### DATA
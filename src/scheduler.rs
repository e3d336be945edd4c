// SPDX-License-Identifier: AGPL-3.0-or-later
// Copyright (C) 2025 Blackman Artificial Intelligence Technologies Inc.

//! The scheduler core: orchestrates submission, selection, execution, and
//! metrics behind a single serializing lock.
//!
//! The lock is a plain `std::sync::Mutex`, not `tokio::sync::Mutex`: every
//! critical section here is pure arithmetic over the queue/accountant/
//! metrics and never awaits, so there is no reason to pay for an
//! async-aware lock. This also lets [`ReservationGuard`] release its
//! reservation synchronously from `Drop`, the same RAII discipline used to
//! return a resource to its owner unconditionally, regardless of how the
//! holder's scope ends.

use std::sync::atomic::{AtomicU64, Ordering};
use std::sync::{Arc, Mutex};
use std::time::Duration;

use tokio::task::JoinHandle;

use crate::budget::BudgetAccountant;
use crate::config::SchedulerConfig;
use crate::cost::{ResourceBudget, TaskCost, UsageSnapshot};
use crate::error::{Result, SchedulerError};
use crate::metrics::{MetricsCounters, QueueEntry, SchedulerMetrics};
use crate::priority::TaskPriority;
use crate::queue::PriorityQueue;
use crate::refiller;
use crate::task::{ScheduledTask, TaskFn, TaskOutput};

/// All shared, mutable scheduler state, guarded by one lock.
pub(crate) struct SchedulerState {
    pub(crate) queue: PriorityQueue,
    pub(crate) accountant: BudgetAccountant,
    pub(crate) metrics: MetricsCounters,
}

impl SchedulerState {
    pub(crate) fn new(budget: ResourceBudget) -> Self {
        Self {
            queue: PriorityQueue::new(),
            accountant: BudgetAccountant::new(budget),
            metrics: MetricsCounters::default(),
        }
    }
}

/// RAII reservation release.
///
/// Dispatch reserves compute/memory (and consumes API tokens) before the
/// lock is released and the callable runs. Whatever happens next — the
/// callable resolves `Ok`, resolves `Err`, or the host cancels the
/// `execute_next` future entirely — this guard's `Drop` guarantees the
/// compute/memory reservation is released exactly once. Without it, a
/// cancelled future between reservation and release would leak capacity
/// forever.
///
/// The normal path calls [`ReservationGuard::disarm`] after releasing the
/// reservation manually (so it can be combined with the metrics update in
/// one lock acquisition); the guard's `Drop` is then a no-op. Only the
/// cancellation path relies on the `Drop` impl actually doing the release.
struct ReservationGuard {
    state: Arc<Mutex<SchedulerState>>,
    cost: TaskCost,
    armed: bool,
}

impl ReservationGuard {
    fn new(state: Arc<Mutex<SchedulerState>>, cost: TaskCost) -> Self {
        Self {
            state,
            cost,
            armed: true,
        }
    }

    fn disarm(&mut self) {
        self.armed = false;
    }
}

impl Drop for ReservationGuard {
    fn drop(&mut self) {
        if !self.armed {
            return;
        }
        let mut guard = match self.state.lock() {
            Ok(guard) => guard,
            Err(poisoned) => poisoned.into_inner(),
        };
        guard.accountant.release(&self.cost);
        guard.metrics.tasks_currently_executing =
            guard.metrics.tasks_currently_executing.saturating_sub(1);
        tracing::warn!("task execution was cancelled; reservation released without a result");
    }
}

/// A cost-aware, priority-ordered, single-lock task scheduler.
///
/// See the crate-level docs for the full design. In short: producers call
/// [`Scheduler::schedule`] to place tasks, consumers call
/// [`Scheduler::execute_next`] to run the most eligible one, and a
/// background refiller (started with [`Scheduler::start`]) keeps the API
/// rate limiter's token bucket topped up.
pub struct Scheduler {
    name: String,
    config: SchedulerConfig,
    state: Arc<Mutex<SchedulerState>>,
    next_task_id: AtomicU64,
    refill_handle: Mutex<Option<JoinHandle<()>>>,
}

impl Scheduler {
    /// Creates a scheduler with the given budget (or
    /// [`ResourceBudget::default`] via `new_default`) and default config.
    pub fn new(budget: ResourceBudget, name: impl Into<String>) -> Self {
        Self::with_config(budget, name, SchedulerConfig::default())
    }

    /// Creates a scheduler using `config.default_budget` as its budget and
    /// the rest of `config` for tuning (`scan_depth`, `refill_interval`).
    pub fn from_config(config: SchedulerConfig, name: impl Into<String>) -> Self {
        let budget = config.default_budget;
        Self::with_config(budget, name, config)
    }

    /// Creates a scheduler using [`SchedulerConfig::default`]'s
    /// `default_budget` and default tuning, for callers that don't need a
    /// custom budget or config.
    pub fn new_default(name: impl Into<String>) -> Self {
        Self::from_config(SchedulerConfig::default(), name)
    }

    /// Creates a scheduler with an explicit [`SchedulerConfig`], overriding
    /// `scan_depth` and `refill_interval` independently of the budget.
    pub fn with_config(
        budget: ResourceBudget,
        name: impl Into<String>,
        config: SchedulerConfig,
    ) -> Self {
        Self {
            name: name.into(),
            config,
            state: Arc::new(Mutex::new(SchedulerState::new(budget))),
            next_task_id: AtomicU64::new(0),
            refill_handle: Mutex::new(None),
        }
    }

    /// The scheduler's name, used as the task-id prefix.
    pub fn name(&self) -> &str {
        &self.name
    }

    /// Launches the background token refiller. Idempotent: calling this
    /// while already started is a no-op.
    pub fn start(&self) {
        let mut handle_guard = self.refill_handle.lock().unwrap();
        if handle_guard.is_some() {
            return;
        }
        *handle_guard = Some(refiller::spawn(
            Arc::clone(&self.state),
            self.config.refill_interval,
        ));
        tracing::debug!(name = %self.name, "scheduler refiller started");
    }

    /// Stops the refiller and awaits its cleanup. Cancellation mid-sleep is
    /// expected and swallowed silently. A no-op if not started.
    pub async fn stop(&self) {
        let handle = self.refill_handle.lock().unwrap().take();
        if let Some(handle) = handle {
            handle.abort();
            match handle.await {
                Ok(()) => {}
                Err(e) if e.is_cancelled() => {}
                Err(e) => tracing::error!(error = %e, "refiller task panicked"),
            }
        }
        tracing::debug!(name = %self.name, "scheduler refiller stopped");
    }

    fn next_task_id(&self) -> String {
        let n = self.next_task_id.fetch_add(1, Ordering::Relaxed);
        format!("{}-{}", self.name, n)
    }

    /// Submits a task for execution.
    ///
    /// Admission happens only if `reject_if_no_budget` is set *and*
    /// `can_afford(cost)` is false at the moment of submission; otherwise
    /// the task is always queued. Returns the assigned task id.
    pub fn schedule(
        &self,
        func: TaskFn,
        priority: TaskPriority,
        cost: TaskCost,
        reject_if_no_budget: bool,
    ) -> Result<String> {
        let task_id = self.next_task_id();
        let mut state = self.state.lock().unwrap();

        if reject_if_no_budget && !state.accountant.can_afford(&cost) {
            state.metrics.record_rejection();
            let api_tokens_available = state.accountant.tokens_available();
            tracing::warn!(task_id = %task_id, "rejecting task: budget exhausted");
            return Err(SchedulerError::BudgetExhausted {
                task_id,
                required: cost,
                api_tokens_available,
            });
        }

        let task = ScheduledTask::new(task_id.clone(), priority, cost, func);
        state.queue.push(task);
        state.metrics.tasks_queued += 1;
        tracing::debug!(task_id = %task_id, ?priority, "task admitted");
        Ok(task_id)
    }

    /// Selects and runs at most one task.
    ///
    /// Scans up to `config.scan_depth` candidates from the top of the
    /// queue, dispatching the first affordable one and returning any
    /// unaffordable candidates to the heap. Returns `None` if the queue is
    /// empty or no candidate in the scanned window is affordable right now.
    pub async fn execute_next(&self) -> Option<TaskOutput> {
        let (task_id, cost, func) = {
            let mut state = self.state.lock().unwrap();
            if state.queue.is_empty() {
                return None;
            }

            let mut skipped = Vec::new();
            let mut chosen = None;

            for _ in 0..self.config.scan_depth {
                let Some(candidate) = state.queue.pop() else {
                    break;
                };
                if state.accountant.can_afford(&candidate.cost) {
                    chosen = Some(candidate);
                    break;
                }
                state.metrics.record_deferral();
                skipped.push(candidate);
            }

            for task in skipped {
                state.queue.push(task);
            }

            let Some(task) = chosen else {
                return None;
            };

            state.accountant.reserve(&task.cost);
            state.metrics.tasks_currently_executing += 1;
            let task_id = task.task_id.clone();
            let cost = task.cost;
            tracing::debug!(task_id = %task_id, "task dispatched");
            (task_id, cost, task.into_func())
        };

        let mut guard = ReservationGuard::new(Arc::clone(&self.state), cost);
        let output = func().await;

        {
            let mut state = self.state.lock().unwrap();
            state.accountant.release(&cost);
            state.metrics.tasks_currently_executing =
                state.metrics.tasks_currently_executing.saturating_sub(1);
            match &output {
                Ok(_) => state.metrics.record_execution(&cost),
                Err(e) => {
                    tracing::warn!(task_id = %task_id, error = %e, "task execution failed");
                }
            }
        }
        guard.disarm();

        Some(output)
    }

    /// Repeatedly calls [`Scheduler::execute_next`] until it yields no
    /// result, pausing briefly between iterations so a chronically
    /// unaffordable head doesn't spin the caller in a tight loop.
    pub async fn execute_all(&self) -> Vec<TaskOutput> {
        let mut results = Vec::new();
        while let Some(output) = self.execute_next().await {
            results.push(output);
            tokio::time::sleep(Duration::from_millis(100)).await;
        }
        results
    }

    /// A snapshot of counters and current usage.
    pub fn metrics(&self) -> SchedulerMetrics {
        let state = self.state.lock().unwrap();
        SchedulerMetrics {
            name: self.name.clone(),
            queue_size: state.queue.len(),
            tasks_queued: state.metrics.tasks_queued,
            tasks_executed: state.metrics.tasks_executed,
            tasks_rejected: state.metrics.tasks_rejected,
            tasks_deferred: state.metrics.tasks_deferred,
            tasks_currently_executing: state.metrics.tasks_currently_executing,
            current_usage: state.accountant.current_usage(),
            total_cost_spent: state.metrics.total_cost_spent,
            api_tokens_available: state.accountant.tokens_available(),
        }
    }

    /// A point-in-time view of queued tasks, sorted by priority score
    /// (ascending — the next one to dispatch first). Does not mutate the
    /// queue.
    pub fn queue_status(&self) -> Vec<QueueEntry> {
        let state = self.state.lock().unwrap();
        let mut entries: Vec<QueueEntry> = state
            .queue
            .iter()
            .map(|task| {
                QueueEntry::new(
                    task.task_id.clone(),
                    task.priority,
                    task.cost,
                    task.age(),
                    task.priority_score,
                )
            })
            .collect();
        entries.sort_by(|a, b| {
            a.priority_score
                .partial_cmp(&b.priority_score)
                .unwrap_or(std::cmp::Ordering::Equal)
        });
        entries
    }

    /// The budget this scheduler was constructed with.
    pub fn budget(&self) -> ResourceBudget {
        self.state.lock().unwrap().accountant.budget()
    }

    /// Live reserved compute/memory usage right now.
    pub fn current_usage(&self) -> UsageSnapshot {
        self.state.lock().unwrap().accountant.current_usage()
    }
}

impl Drop for Scheduler {
    fn drop(&mut self) {
        if let Some(handle) = self.refill_handle.lock().unwrap().take() {
            handle.abort();
        }
    }
}

#[cfg(test)]
mod tests {
    use super::*;

    #[test]
    fn from_config_uses_configs_default_budget() {
        let mut config = SchedulerConfig::default();
        config.default_budget = ResourceBudget::new(30, 5.0, 64).unwrap();
        config.scan_depth = 2;

        let scheduler = Scheduler::from_config(config, "wired");
        assert_eq!(scheduler.budget(), ResourceBudget::new(30, 5.0, 64).unwrap());
    }

    #[test]
    fn new_default_uses_scheduler_configs_default_budget() {
        let scheduler = Scheduler::new_default("nd");
        assert_eq!(scheduler.budget(), SchedulerConfig::default().default_budget);
    }
}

### ASSIGNED TASK
Identify the lines above that contain the word "SchedulerMetrics", then copy them.

### TASK ANSWER
use crate::metrics::{MetricsCounters, QueueEntry, SchedulerMetrics};
    pub fn metrics(&self) -> SchedulerMetrics {
        SchedulerMetrics {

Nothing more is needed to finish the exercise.